Encouraging interim data from ph 1 trial of Moderna’s redacted vaccine candidate mRNA-1273

mRNA-1273 was generally safe and well tolerated, with a safety profile consistent with that seen in prior Moderna infectious disease vaccine clinical studies. The sole incidence of a grade 3 adverse event in the 25 µg and 100 µg dose cohorts was a single participant at 100 µg who experienced grade 3 erythema (redness) around the injection site. To date, the most notable adverse events were seen at the 250 µg dose level, comprising three participants with grade 3 systemic symptoms, only following the second dose. All adverse events have been transient and self-resolving. No grade 4 adverse events or serious adverse events have been reported.

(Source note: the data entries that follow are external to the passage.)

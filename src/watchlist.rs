use crate::persistence;
use anyhow::Result;
use log::warn;
use std::path::PathBuf;

/// Splits comma-separated symbol input, trimming whitespace and dropping
/// empty tokens.
pub fn parse_symbols(input: &str) -> Vec<String> {
    input
        .split(',')
        .map(|token| token.trim())
        .filter(|token| !token.is_empty())
        .map(|token| token.to_string())
        .collect()
}

/// Per-user watchlists, persisted as JSON on every mutation.
pub struct WatchlistManager {
    data_dir: PathBuf,
}

impl WatchlistManager {
    pub fn new(data_dir: impl Into<PathBuf>) -> Self {
        Self {
            data_dir: data_dir.into(),
        }
    }

    /// Returns the user's watchlist; an unreadable file degrades to an empty
    /// list with a warning.
    pub fn get(&self, user: &str) -> Vec<String> {
        match persistence::load_watchlist(&self.data_dir, user) {
            Ok(symbols) => symbols,
            Err(err) => {
                warn!("Failed to load watchlist for {}: {:#}", user, err);
                Vec::new()
            }
        }
    }

    /// Adds symbols to the watchlist, skipping duplicates.
    pub fn add(&self, user: &str, symbols: &[String]) -> Result<()> {
        let mut current = self.get(user);
        for symbol in symbols {
            if !current.contains(symbol) {
                current.push(symbol.clone());
            }
        }
        persistence::save_watchlist(&self.data_dir, user, &current)
    }

    /// Removes symbols from the watchlist. Unknown symbols are ignored.
    pub fn remove(&self, user: &str, symbols: &[String]) -> Result<()> {
        let mut current = self.get(user);
        current.retain(|symbol| !symbols.contains(symbol));
        persistence::save_watchlist(&self.data_dir, user, &current)
    }
}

Immunogenicity data are currently available for the 25 µg and 100 µg dose level (ages 18-55) after two doses (day 43) and at the 250 µg level (ages 18-55) after one dose (day 29). Dose dependent increases in immunogenicity were seen across the three dose levels, and between prime and boost within the 25 µg and 100 µg dose levels. All participants ages 18-55 (n=15 per cohort) across all three dose levels seroconverted by day 15 after a single dose. At day 43, two weeks following the second dose, at the 25 µg dose level (n=15), levels of binding antibodies were at the levels seen in convalescent sera (blood samples from people who have recovered from redacted) tested in the same assay. At day 43, at the 100 µg dose level (n=10), levels of binding antibodies significantly exceeded the levels seen in convalescent sera. Samples are not yet available for remaining participants.

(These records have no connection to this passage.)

use log::{debug, warn};

#[derive(Debug, Clone, Copy, PartialEq, Eq)]
pub enum SessionMode {
    Watch,
    Lookup,
}

/// Lifecycle of a session: idle until started, then running in exactly one
/// mode until stopped.
#[derive(Debug, Clone, Copy, PartialEq, Eq)]
pub enum SessionState {
    Idle,
    Running(SessionMode),
}

/// Tracks the session lifecycle and rejects invalid transitions: a running
/// session must be stopped before another can start, and a stray stop is a
/// no-op.
#[derive(Debug)]
pub struct SessionFsm {
    state: SessionState,
}

impl SessionFsm {
    pub fn new() -> Self {
        Self {
            state: SessionState::Idle,
        }
    }

    /// Enters `Running(mode)`. Returns false (and changes nothing) when a
    /// session is already active.
    pub fn start(&mut self, mode: SessionMode) -> bool {
        match self.state {
            SessionState::Idle => {
                self.state = SessionState::Running(mode);
                debug!("[SessionFsm] Idle → Running({:?})", mode);
                true
            }
            SessionState::Running(active) => {
                warn!(
                    "[SessionFsm] start({:?}) rejected, {:?} session still active",
                    mode, active
                );
                false
            }
        }
    }

    /// Returns to `Idle`, reporting which mode was active, if any.
    pub fn stop(&mut self) -> Option<SessionMode> {
        match self.state {
            SessionState::Running(mode) => {
                self.state = SessionState::Idle;
                debug!("[SessionFsm] Running({:?}) → Idle", mode);
                Some(mode)
            }
            SessionState::Idle => {
                warn!("[SessionFsm] stop() with no active session");
                None
            }
        }
    }

    pub fn get_state(&self) -> SessionState {
        self.state
    }

    pub fn mode(&self) -> Option<SessionMode> {
        match self.state {
            SessionState::Running(mode) => Some(mode),
            SessionState::Idle => None,
        }
    }

    pub fn is_running(&self) -> bool {
        matches!(self.state, SessionState::Running(_))
    }
}

impl Default for SessionFsm {
    fn default() -> Self {
        Self::new()
    }
}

At this time, neutralizing antibody data are available only for the first four participants in each of the 25 µg and 100 µg dose level cohorts. Consistent with the binding antibody data, mRNA-1273 vaccination elicited neutralizing antibodies in all eight of these participants, as measured by plaque reduction neutralization (PRNT) assays against live redacted. The levels of neutralizing antibodies at day 43 were at or above levels generally seen in convalescent sera.

Based on the interim Phase 1 data, the Moderna-led Phase 2 study will be amended to study two dose levels, 50 µg and 100 µg, with the aim of selecting a dose for pivotal studies. The NIAID-led Phase 1 study is being amended to include a 50 µg dose level cohort across each of the three age groups. Moderna anticipates the dose for the Phase 3 study to be between 25 µg and 100 µg and expects Phase 3 trial initiation in July, subject to finalization of the clinical trial protocol.